Please see the CA statutes below to determine applicability:
211. Bylaws may be adopted, amended or repealed either by approval
of the outstanding shares (Section 152) or by the approval of the
board, except as provided in Section 212. Subject to subdivision (a)
(5) of Section 204, the articles or bylaws may restrict or eliminate
the power of the board to adopt, amend or repeal any or all bylaws.
212. (a) The bylaws shall set forth (unless such provision is
contained in the articles, in which case it may only be changed by an
amendment of the articles) the number of directors of the
corporation; or that the number of directors shall be not less than a
stated minimum nor more than a stated maximum (which in no case
shall be greater than two times the stated minimum minus one), with
the exact number of directors to be fixed, within the limits
specified, by approval of the board or the shareholders (Section 153)
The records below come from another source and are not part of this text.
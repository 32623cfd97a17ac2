//! Mandate model and its lifecycle.

use chrono::{DateTime, NaiveDate, Utc};
use serde::{Deserialize, Serialize};
use std::fmt;
use std::str::FromStr;
use uuid::Uuid;

use super::state::{IllegalTransition, Transition};

/// Direct-debit scheme the mandate is registered under.
#[derive(Debug, Clone, Copy, PartialEq, Eq, Hash, Serialize, Deserialize)]
#[serde(rename_all = "snake_case")]
pub enum DirectDebitScheme {
    /// SEPA Core Direct Debit.
    SepaCore,
    /// UK Bacs Direct Debit.
    Bacs,
}

const SEPA_COUNTRIES: &[&str] = &[
    "AD", "AT", "BE", "BG", "CH", "CY", "CZ", "DE", "DK", "EE", "ES", "FI", "FR", "GB", "GI",
    "GR", "HR", "HU", "IE", "IS", "IT", "LI", "LT", "LU", "LV", "MC", "MT", "NL", "NO", "PL",
    "PT", "RO", "SE", "SI", "SK", "SM", "VA",
];

impl DirectDebitScheme {
    pub fn as_str(&self) -> &'static str {
        match self {
            DirectDebitScheme::SepaCore => "sepa_core",
            DirectDebitScheme::Bacs => "bacs",
        }
    }

    /// Currency the scheme settles in.
    pub fn currency(&self) -> &'static str {
        match self {
            DirectDebitScheme::SepaCore => "EUR",
            DirectDebitScheme::Bacs => "GBP",
        }
    }

    pub fn accepts_country(&self, country: &str) -> bool {
        match self {
            DirectDebitScheme::SepaCore => SEPA_COUNTRIES.contains(&country),
            DirectDebitScheme::Bacs => country == "GB",
        }
    }
}

impl FromStr for DirectDebitScheme {
    type Err = String;

    fn from_str(s: &str) -> Result<Self, Self::Err> {
        match s {
            "sepa_core" => Ok(DirectDebitScheme::SepaCore),
            "bacs" => Ok(DirectDebitScheme::Bacs),
            other => Err(format!("unknown direct-debit scheme '{}'", other)),
        }
    }
}

/// Mandate status.
#[derive(Debug, Clone, Copy, PartialEq, Eq, Hash, Serialize, Deserialize)]
#[serde(rename_all = "snake_case")]
pub enum MandateStatus {
    PendingCustomerApproval,
    Active,
    Suspended,
    Cancelled,
    Expired,
}

/// Events that move a mandate through its lifecycle.
#[derive(Debug, Clone, Copy, PartialEq, Eq)]
pub enum MandateEvent {
    Activate,
    Suspend,
    Reactivate,
    Cancel,
    Expire,
}

impl MandateEvent {
    pub fn as_str(&self) -> &'static str {
        match self {
            MandateEvent::Activate => "activate",
            MandateEvent::Suspend => "suspend",
            MandateEvent::Reactivate => "reactivate",
            MandateEvent::Cancel => "cancel",
            MandateEvent::Expire => "expire",
        }
    }

    fn target(&self) -> MandateStatus {
        match self {
            MandateEvent::Activate | MandateEvent::Reactivate => MandateStatus::Active,
            MandateEvent::Suspend => MandateStatus::Suspended,
            MandateEvent::Cancel => MandateStatus::Cancelled,
            MandateEvent::Expire => MandateStatus::Expired,
        }
    }
}

impl MandateStatus {
    pub fn as_str(&self) -> &'static str {
        match self {
            MandateStatus::PendingCustomerApproval => "pending_customer_approval",
            MandateStatus::Active => "active",
            MandateStatus::Suspended => "suspended",
            MandateStatus::Cancelled => "cancelled",
            MandateStatus::Expired => "expired",
        }
    }

    /// Whether new collections may be submitted against the mandate.
    pub fn can_collect(&self) -> bool {
        matches!(self, MandateStatus::Active)
    }

    /// Whether the mandate can never collect again.
    pub fn is_terminal(&self) -> bool {
        matches!(self, MandateStatus::Cancelled | MandateStatus::Expired)
    }

    /// The single authoritative transition function for mandates.
    ///
    /// Forward only, except `active -> suspended -> active`. Every state may be
    /// cancelled; cancelled is terminal.
    pub fn apply(self, event: MandateEvent) -> Result<Transition<MandateStatus>, IllegalTransition> {
        use MandateStatus::*;

        let target = event.target();
        if self == target {
            return Ok(Transition::Unchanged(self));
        }

        let legal = match event {
            MandateEvent::Activate => self == PendingCustomerApproval,
            MandateEvent::Suspend => self == Active,
            MandateEvent::Reactivate => self == Suspended,
            MandateEvent::Expire => matches!(self, PendingCustomerApproval | Active | Suspended),
            MandateEvent::Cancel => self != Cancelled,
        };

        if legal {
            Ok(Transition::Applied {
                from: self,
                to: target,
            })
        } else {
            Err(IllegalTransition {
                entity: "mandate",
                from: self.as_str(),
                event: event.as_str(),
            })
        }
    }
}

impl fmt::Display for MandateStatus {
    fn fmt(&self, f: &mut fmt::Formatter<'_>) -> fmt::Result {
        f.write_str(self.as_str())
    }
}

impl FromStr for MandateStatus {
    type Err = String;

    fn from_str(s: &str) -> Result<Self, Self::Err> {
        match s {
            "pending_customer_approval" => Ok(MandateStatus::PendingCustomerApproval),
            "active" => Ok(MandateStatus::Active),
            "suspended" => Ok(MandateStatus::Suspended),
            "cancelled" => Ok(MandateStatus::Cancelled),
            "expired" => Ok(MandateStatus::Expired),
            other => Err(format!("unknown mandate status '{}'", other)),
        }
    }
}

/// Bank debit authorization registered at the gateway.
#[derive(Debug, Clone, PartialEq, Serialize, Deserialize)]
pub struct Mandate {
    pub mandate_id: Uuid,
    pub customer_id: Uuid,
    pub contract_id: Uuid,
    pub gateway_mandate_id: String,
    /// Reference shown to the payer on pre-notifications and bank statements.
    pub reference: String,
    pub scheme: DirectDebitScheme,
    pub status: MandateStatus,
    pub status_reason: Option<String>,
    pub expires_on: Option<NaiveDate>,
    pub created_utc: DateTime<Utc>,
    pub updated_utc: DateTime<Utc>,
    pub cancelled_utc: Option<DateTime<Utc>>,
}

#[cfg(test)]
mod tests {
    use super::*;
    use MandateEvent::*;
    use MandateStatus::*;

    #[test]
    fn activation_is_idempotent() {
        assert!(PendingCustomerApproval.apply(Activate).unwrap().is_applied());
        assert_eq!(Active.apply(Activate).unwrap(), Transition::Unchanged(Active));
    }

    #[test]
    fn suspension_round_trip() {
        assert_eq!(Active.apply(Suspend).unwrap().state(), Suspended);
        assert_eq!(Suspended.apply(Reactivate).unwrap().state(), Active);
    }

    #[test]
    fn cancelled_is_terminal() {
        for from in [PendingCustomerApproval, Active, Suspended, Expired] {
            assert_eq!(from.apply(Cancel).unwrap().state(), Cancelled);
        }
        assert!(Cancelled.apply(Activate).is_err());
        assert!(Cancelled.apply(Reactivate).is_err());
        assert_eq!(Cancelled.apply(Cancel).unwrap(), Transition::Unchanged(Cancelled));
    }

    #[test]
    fn only_forward_transitions() {
        assert!(Active.apply(Reactivate).unwrap() == Transition::Unchanged(Active));
        assert!(Suspended.apply(Activate).is_err());
        assert!(Expired.apply(Activate).is_err());
        assert!(PendingCustomerApproval.apply(Suspend).is_err());
    }
}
in the manner provided in the bylaws, subject to paragraph (5) of
subdivision (a) of Section 204. The number or minimum number of
directors shall not be less than three; provided, however, that (1)
before shares are issued, the number may be one, (2) before shares
are issued, the number may be two, (3) so long as the corporation has
only one shareholder, the number may be one, (4) so long as the
corporation has only one shareholder, the number may be two, and (5)
so long as the corporation has only two shareholders, the number may
be two. After the issuance of shares, a bylaw specifying or changing
a fixed number of directors or the maximum or minimum number or
changing from a fixed to a variable board or vice versa may only be
adopted by approval of the outstanding shares (Section 152);
provided, however, that a bylaw or amendment of the articles reducing
the fixed number or the minimum number of directors to a number less
than five cannot be adopted if the votes cast against its adoption
at a meeting or the shares not consenting in the case of action by
written consent are equal to more than 16 2/3 percent of the
outstanding shares entitled to vote.
(b) The bylaws may contain any provision, not in conflict with law
or the articles for the management of the business and for the
conduct of the affairs of the corporation, including but not limited
to:
(1) Any provision referred to in subdivision (b), (c) or (d) of
Section 204.
(2) The time, place and manner of calling, conducting and giving
notice of shareholders', directors' and committee meetings.
(3) The manner of execution, revocation and use of proxies.
(4) The qualifications, duties and compensation of directors; the
time of their annual election; and the requirements of a quorum for
directors' and committee meetings.
(5) The appointment and authority of committees of the board.
(6) The appointment, duties, compensation and tenure of officers.
(7) The mode of determination of holders of record of its shares.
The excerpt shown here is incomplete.